**Work to be completed:**
Scan the records below and copy every line that contains the string "disabled".

Dataset entries
■ ■ ■
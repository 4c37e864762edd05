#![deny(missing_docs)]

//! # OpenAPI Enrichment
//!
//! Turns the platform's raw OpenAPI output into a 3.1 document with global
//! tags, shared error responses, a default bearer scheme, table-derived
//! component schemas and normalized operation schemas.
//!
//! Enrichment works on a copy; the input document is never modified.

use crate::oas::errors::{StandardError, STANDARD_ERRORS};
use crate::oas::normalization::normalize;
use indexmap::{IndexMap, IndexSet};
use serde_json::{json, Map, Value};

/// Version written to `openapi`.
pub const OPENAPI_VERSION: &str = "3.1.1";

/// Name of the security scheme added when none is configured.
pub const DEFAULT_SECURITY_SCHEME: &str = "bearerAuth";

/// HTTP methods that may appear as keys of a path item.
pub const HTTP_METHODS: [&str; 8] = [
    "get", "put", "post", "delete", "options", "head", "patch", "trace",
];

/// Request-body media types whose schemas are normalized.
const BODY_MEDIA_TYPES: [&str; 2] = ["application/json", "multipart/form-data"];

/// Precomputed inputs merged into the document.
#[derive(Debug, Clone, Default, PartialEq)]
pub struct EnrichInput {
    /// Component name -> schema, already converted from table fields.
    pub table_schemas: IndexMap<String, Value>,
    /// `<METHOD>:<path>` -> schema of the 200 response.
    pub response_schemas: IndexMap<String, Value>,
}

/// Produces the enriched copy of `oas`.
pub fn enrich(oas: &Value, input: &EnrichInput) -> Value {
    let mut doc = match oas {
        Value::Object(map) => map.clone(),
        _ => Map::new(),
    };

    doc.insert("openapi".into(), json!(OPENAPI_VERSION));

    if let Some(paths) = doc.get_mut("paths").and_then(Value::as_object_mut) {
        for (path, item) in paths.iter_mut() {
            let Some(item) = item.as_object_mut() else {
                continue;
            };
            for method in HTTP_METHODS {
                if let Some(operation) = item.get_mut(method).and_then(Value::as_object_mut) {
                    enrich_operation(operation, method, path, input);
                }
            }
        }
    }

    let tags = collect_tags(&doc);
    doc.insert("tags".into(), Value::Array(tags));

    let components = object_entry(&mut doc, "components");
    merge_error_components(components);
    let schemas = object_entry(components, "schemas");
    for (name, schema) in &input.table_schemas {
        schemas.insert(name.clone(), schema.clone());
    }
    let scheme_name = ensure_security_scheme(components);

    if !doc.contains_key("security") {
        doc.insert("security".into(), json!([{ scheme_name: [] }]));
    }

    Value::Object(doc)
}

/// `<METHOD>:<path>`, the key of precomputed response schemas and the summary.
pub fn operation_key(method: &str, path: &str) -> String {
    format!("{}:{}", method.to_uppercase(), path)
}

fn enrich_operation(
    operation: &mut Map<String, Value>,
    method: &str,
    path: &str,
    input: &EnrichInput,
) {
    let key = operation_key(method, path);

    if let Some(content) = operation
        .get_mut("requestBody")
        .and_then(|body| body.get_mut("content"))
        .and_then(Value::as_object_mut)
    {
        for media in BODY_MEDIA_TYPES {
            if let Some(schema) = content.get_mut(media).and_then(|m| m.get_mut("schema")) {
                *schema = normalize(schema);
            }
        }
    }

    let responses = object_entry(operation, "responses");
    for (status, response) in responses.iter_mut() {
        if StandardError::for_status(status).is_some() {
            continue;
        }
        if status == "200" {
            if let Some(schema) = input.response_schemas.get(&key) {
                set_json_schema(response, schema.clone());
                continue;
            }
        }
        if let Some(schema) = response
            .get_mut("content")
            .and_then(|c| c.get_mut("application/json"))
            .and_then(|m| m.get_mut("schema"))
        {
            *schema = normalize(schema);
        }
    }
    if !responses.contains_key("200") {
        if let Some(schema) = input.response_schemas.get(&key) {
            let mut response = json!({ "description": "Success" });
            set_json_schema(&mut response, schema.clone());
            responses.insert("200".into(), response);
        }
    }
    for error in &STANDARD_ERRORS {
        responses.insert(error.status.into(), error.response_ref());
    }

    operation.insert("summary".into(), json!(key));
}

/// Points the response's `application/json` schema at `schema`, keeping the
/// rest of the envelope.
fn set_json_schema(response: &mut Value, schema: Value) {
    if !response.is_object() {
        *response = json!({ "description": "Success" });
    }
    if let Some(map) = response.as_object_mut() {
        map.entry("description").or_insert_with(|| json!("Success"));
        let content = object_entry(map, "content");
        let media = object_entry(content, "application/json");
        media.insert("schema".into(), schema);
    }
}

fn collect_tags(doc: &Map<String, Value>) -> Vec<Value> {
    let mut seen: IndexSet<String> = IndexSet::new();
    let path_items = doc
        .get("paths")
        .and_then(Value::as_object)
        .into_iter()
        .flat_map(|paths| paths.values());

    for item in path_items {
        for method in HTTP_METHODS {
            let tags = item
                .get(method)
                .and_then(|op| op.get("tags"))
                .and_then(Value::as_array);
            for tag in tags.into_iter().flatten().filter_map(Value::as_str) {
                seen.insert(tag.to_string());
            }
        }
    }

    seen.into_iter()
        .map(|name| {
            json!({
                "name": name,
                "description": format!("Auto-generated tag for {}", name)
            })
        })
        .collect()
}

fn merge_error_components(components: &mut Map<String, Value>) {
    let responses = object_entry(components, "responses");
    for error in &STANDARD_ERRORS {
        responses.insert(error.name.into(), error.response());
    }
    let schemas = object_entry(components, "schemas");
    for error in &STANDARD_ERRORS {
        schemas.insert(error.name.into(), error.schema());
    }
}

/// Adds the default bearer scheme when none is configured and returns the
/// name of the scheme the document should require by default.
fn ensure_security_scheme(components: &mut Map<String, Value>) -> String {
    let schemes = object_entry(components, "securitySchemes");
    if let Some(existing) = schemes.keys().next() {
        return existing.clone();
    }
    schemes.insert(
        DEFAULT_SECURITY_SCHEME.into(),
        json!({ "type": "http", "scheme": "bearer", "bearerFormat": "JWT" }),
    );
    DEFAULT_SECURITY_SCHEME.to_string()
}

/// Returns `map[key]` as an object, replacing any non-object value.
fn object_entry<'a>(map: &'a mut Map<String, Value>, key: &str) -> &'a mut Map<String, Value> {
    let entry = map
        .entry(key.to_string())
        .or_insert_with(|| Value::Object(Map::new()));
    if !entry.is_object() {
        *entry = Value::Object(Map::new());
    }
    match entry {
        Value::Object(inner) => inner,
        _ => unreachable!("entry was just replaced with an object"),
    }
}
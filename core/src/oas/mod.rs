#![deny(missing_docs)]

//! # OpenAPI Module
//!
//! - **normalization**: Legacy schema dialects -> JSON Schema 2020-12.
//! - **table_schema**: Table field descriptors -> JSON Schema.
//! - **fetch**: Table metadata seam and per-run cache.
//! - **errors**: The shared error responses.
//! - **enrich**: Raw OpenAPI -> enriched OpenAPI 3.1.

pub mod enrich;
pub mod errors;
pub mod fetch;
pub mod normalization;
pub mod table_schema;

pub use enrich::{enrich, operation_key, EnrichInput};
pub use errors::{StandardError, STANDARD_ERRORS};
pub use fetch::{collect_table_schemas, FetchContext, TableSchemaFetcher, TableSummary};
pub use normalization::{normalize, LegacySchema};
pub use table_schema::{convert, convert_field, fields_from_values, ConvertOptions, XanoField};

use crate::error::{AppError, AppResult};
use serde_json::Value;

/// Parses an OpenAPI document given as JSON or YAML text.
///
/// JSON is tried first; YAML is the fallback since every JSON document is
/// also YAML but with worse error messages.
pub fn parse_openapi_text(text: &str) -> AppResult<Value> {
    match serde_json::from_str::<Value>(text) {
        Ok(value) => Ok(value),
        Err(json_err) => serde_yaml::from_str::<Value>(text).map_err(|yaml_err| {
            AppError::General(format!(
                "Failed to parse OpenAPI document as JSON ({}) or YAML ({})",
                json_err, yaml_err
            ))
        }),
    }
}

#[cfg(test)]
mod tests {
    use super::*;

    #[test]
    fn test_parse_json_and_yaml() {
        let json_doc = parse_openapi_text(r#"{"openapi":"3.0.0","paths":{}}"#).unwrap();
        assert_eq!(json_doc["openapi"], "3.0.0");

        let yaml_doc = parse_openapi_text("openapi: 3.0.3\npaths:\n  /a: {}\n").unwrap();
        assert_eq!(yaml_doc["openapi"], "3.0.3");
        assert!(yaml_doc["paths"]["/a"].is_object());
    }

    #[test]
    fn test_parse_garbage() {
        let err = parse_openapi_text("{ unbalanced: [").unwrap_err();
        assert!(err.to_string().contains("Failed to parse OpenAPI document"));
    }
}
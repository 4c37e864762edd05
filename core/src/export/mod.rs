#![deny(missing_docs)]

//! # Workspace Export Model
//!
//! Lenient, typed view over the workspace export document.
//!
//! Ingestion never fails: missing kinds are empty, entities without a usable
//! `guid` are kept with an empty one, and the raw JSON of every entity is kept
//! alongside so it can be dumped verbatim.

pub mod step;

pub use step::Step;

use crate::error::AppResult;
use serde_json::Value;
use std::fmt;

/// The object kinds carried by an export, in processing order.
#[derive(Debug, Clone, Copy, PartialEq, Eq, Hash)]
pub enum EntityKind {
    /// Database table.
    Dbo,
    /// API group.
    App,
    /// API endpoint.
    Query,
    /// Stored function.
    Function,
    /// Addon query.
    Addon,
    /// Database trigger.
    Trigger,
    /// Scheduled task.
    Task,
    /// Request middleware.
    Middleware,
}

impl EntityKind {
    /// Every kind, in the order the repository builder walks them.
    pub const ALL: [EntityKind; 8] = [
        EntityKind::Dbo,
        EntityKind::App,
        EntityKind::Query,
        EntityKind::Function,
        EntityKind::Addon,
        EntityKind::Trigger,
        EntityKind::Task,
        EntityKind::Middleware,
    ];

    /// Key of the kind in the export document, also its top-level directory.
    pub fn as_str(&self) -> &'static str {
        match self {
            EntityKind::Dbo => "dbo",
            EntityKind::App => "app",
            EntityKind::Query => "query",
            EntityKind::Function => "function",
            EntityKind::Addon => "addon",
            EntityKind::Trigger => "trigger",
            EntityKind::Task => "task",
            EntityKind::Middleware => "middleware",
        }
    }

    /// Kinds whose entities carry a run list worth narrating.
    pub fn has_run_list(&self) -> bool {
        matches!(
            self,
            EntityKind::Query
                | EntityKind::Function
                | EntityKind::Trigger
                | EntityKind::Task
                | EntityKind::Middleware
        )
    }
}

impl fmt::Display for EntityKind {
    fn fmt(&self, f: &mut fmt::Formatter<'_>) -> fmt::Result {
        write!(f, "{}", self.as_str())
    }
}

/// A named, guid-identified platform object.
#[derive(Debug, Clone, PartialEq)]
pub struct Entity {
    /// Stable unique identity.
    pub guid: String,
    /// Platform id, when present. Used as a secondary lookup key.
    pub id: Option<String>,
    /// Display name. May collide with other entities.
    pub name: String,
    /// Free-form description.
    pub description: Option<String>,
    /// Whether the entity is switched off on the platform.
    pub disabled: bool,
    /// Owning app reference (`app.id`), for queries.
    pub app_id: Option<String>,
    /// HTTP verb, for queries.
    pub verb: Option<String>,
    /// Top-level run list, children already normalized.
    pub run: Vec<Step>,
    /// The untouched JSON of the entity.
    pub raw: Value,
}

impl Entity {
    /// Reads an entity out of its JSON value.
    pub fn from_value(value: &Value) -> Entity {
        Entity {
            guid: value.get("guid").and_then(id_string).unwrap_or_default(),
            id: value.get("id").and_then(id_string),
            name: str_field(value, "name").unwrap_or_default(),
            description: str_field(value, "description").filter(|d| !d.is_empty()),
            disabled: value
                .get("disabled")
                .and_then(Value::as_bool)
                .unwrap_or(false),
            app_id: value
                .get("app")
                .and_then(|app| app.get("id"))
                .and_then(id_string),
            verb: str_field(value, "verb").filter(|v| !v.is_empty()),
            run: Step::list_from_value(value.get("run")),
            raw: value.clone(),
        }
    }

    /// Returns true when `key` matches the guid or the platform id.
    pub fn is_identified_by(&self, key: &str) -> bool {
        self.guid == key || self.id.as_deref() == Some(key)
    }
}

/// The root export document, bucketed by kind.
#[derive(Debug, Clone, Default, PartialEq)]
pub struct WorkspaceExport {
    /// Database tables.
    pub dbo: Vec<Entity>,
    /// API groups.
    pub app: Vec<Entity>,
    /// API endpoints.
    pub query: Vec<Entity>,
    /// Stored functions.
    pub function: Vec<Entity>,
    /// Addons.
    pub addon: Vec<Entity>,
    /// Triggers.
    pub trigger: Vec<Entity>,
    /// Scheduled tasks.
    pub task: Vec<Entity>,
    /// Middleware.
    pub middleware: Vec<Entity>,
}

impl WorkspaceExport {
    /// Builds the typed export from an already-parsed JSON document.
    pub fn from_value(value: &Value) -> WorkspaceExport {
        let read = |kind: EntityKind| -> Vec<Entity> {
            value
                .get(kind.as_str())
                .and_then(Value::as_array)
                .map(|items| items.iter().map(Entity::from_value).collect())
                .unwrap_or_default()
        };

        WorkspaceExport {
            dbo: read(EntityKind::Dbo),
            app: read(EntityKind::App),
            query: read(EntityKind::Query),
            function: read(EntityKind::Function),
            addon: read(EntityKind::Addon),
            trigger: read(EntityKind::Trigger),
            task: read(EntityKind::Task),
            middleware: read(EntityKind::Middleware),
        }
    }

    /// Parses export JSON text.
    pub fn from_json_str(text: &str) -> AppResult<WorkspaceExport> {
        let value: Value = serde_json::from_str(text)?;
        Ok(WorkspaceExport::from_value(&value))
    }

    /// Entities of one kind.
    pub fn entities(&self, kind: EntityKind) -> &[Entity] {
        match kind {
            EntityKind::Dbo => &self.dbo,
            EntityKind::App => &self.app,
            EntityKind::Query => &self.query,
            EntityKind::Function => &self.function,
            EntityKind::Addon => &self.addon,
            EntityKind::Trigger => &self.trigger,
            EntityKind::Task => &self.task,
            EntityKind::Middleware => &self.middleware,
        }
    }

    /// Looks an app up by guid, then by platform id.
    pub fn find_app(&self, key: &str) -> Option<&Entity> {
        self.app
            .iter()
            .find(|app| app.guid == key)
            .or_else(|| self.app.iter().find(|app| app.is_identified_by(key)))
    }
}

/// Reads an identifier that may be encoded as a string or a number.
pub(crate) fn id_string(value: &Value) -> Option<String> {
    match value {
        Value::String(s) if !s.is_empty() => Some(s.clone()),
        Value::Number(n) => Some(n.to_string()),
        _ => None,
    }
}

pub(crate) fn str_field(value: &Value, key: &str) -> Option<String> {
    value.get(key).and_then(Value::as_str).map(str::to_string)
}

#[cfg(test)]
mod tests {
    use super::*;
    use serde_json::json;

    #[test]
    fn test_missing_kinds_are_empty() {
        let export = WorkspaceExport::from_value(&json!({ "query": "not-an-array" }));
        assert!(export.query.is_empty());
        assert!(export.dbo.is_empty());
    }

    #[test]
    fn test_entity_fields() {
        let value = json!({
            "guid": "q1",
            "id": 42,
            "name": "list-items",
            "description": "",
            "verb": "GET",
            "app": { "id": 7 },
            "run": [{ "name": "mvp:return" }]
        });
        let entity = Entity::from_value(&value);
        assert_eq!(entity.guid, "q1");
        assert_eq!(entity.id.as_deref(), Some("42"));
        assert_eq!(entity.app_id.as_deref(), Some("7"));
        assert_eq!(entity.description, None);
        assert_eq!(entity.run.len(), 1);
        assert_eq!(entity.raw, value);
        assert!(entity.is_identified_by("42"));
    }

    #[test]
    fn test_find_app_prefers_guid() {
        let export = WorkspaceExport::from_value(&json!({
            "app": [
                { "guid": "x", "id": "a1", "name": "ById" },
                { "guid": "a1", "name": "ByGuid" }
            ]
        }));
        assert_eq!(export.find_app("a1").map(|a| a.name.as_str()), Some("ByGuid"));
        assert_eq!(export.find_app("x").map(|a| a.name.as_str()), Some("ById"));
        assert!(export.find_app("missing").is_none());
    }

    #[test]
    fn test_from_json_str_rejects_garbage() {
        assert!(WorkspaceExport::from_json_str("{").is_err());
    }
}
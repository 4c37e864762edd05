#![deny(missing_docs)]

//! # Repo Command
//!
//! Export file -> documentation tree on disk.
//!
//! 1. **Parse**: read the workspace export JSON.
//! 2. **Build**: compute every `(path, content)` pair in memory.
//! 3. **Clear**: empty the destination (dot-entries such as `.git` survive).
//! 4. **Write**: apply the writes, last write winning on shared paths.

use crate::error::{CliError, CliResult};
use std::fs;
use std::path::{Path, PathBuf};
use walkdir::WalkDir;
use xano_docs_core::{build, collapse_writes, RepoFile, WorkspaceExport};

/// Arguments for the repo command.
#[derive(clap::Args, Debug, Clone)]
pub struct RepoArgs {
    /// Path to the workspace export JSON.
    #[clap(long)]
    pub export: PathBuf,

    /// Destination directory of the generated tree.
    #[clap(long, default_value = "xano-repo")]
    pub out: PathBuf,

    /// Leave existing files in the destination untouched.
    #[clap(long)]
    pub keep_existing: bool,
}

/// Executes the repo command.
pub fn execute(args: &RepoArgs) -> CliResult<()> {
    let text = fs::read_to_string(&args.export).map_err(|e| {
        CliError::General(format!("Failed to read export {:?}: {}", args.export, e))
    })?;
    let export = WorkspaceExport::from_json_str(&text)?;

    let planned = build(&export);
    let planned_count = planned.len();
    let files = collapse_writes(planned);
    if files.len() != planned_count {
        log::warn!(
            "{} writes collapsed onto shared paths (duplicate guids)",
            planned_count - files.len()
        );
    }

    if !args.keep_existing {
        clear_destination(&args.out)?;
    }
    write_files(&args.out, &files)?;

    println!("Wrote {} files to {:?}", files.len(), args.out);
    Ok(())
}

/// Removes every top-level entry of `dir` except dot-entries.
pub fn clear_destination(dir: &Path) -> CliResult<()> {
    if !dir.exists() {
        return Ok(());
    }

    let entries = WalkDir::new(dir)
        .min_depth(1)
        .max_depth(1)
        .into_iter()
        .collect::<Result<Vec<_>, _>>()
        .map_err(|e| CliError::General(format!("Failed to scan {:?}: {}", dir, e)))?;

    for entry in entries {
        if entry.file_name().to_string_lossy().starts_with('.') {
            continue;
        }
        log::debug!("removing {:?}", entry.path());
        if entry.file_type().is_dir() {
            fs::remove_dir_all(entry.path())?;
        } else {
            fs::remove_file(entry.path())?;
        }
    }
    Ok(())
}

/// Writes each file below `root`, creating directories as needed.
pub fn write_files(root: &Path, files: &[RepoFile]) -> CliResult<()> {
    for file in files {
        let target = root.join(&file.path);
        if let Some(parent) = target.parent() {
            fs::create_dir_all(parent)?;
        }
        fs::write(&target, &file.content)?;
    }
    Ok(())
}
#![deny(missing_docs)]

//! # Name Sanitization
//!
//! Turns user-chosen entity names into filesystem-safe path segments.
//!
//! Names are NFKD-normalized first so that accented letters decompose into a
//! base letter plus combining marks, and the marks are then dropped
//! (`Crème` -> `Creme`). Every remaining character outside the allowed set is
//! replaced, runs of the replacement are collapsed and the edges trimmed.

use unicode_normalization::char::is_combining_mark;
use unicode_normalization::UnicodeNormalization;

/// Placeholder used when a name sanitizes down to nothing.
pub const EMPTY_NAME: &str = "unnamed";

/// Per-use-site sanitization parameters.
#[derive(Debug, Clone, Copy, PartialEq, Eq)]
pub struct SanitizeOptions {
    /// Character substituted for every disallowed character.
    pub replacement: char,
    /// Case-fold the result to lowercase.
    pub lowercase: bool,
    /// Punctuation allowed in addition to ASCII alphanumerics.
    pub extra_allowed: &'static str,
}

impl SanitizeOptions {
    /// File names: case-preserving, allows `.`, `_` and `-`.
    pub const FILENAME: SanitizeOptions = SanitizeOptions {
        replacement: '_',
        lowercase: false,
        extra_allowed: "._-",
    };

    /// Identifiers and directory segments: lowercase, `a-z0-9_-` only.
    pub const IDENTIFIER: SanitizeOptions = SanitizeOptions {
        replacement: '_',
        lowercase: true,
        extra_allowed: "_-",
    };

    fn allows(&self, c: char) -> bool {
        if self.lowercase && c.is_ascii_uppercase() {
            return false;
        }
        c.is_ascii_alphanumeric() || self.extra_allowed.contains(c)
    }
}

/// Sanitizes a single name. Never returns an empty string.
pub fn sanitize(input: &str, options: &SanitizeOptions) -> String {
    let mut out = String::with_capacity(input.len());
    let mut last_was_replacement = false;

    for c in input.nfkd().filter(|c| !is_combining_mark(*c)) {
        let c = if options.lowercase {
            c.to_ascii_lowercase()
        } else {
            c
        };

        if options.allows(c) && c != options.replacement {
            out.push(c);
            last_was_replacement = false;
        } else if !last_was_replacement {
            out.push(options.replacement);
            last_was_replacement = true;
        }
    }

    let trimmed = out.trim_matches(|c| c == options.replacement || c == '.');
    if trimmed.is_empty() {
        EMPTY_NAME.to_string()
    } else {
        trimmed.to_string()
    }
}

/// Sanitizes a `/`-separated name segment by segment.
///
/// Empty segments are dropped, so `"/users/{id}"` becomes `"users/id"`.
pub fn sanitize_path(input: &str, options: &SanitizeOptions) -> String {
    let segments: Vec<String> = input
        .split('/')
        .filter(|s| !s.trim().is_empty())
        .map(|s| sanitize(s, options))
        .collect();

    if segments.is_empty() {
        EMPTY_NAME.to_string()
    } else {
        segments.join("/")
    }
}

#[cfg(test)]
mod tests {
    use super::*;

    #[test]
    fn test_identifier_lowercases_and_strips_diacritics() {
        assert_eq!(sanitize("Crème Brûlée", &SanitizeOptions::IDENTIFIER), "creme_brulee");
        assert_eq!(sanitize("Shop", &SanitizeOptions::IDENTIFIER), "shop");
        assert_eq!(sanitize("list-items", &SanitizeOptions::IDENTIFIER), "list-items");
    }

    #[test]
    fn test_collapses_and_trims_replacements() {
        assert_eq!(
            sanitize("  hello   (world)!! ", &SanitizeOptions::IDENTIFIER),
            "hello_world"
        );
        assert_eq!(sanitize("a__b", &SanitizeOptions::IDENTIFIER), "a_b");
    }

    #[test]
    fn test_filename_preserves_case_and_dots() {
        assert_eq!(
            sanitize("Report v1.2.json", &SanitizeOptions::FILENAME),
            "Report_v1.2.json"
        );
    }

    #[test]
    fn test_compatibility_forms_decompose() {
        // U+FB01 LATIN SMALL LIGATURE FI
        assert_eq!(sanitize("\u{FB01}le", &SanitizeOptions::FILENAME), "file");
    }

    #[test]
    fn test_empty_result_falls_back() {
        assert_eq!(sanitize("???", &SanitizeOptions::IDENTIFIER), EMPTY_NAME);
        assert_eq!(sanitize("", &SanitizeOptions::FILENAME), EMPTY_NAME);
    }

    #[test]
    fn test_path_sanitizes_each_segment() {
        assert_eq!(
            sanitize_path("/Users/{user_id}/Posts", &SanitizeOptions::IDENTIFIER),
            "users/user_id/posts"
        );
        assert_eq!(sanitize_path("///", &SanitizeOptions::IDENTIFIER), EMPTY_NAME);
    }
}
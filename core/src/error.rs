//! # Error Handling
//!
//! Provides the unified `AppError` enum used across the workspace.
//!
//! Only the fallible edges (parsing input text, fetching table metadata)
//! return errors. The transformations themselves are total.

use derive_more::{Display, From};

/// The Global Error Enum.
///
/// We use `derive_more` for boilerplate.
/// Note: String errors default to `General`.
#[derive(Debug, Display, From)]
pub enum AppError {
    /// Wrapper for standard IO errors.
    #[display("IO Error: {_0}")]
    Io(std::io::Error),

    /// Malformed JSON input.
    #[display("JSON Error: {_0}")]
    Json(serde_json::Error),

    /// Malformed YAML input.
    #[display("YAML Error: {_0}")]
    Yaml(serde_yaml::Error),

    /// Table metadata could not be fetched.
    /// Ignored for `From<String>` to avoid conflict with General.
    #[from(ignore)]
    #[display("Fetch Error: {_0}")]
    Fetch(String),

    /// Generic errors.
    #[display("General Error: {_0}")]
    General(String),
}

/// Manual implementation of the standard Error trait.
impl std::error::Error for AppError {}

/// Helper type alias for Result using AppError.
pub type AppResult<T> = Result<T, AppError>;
■ ■ ■
**Solution to the problem:**
    pub disabled: bool,
            disabled: value
                .get("disabled")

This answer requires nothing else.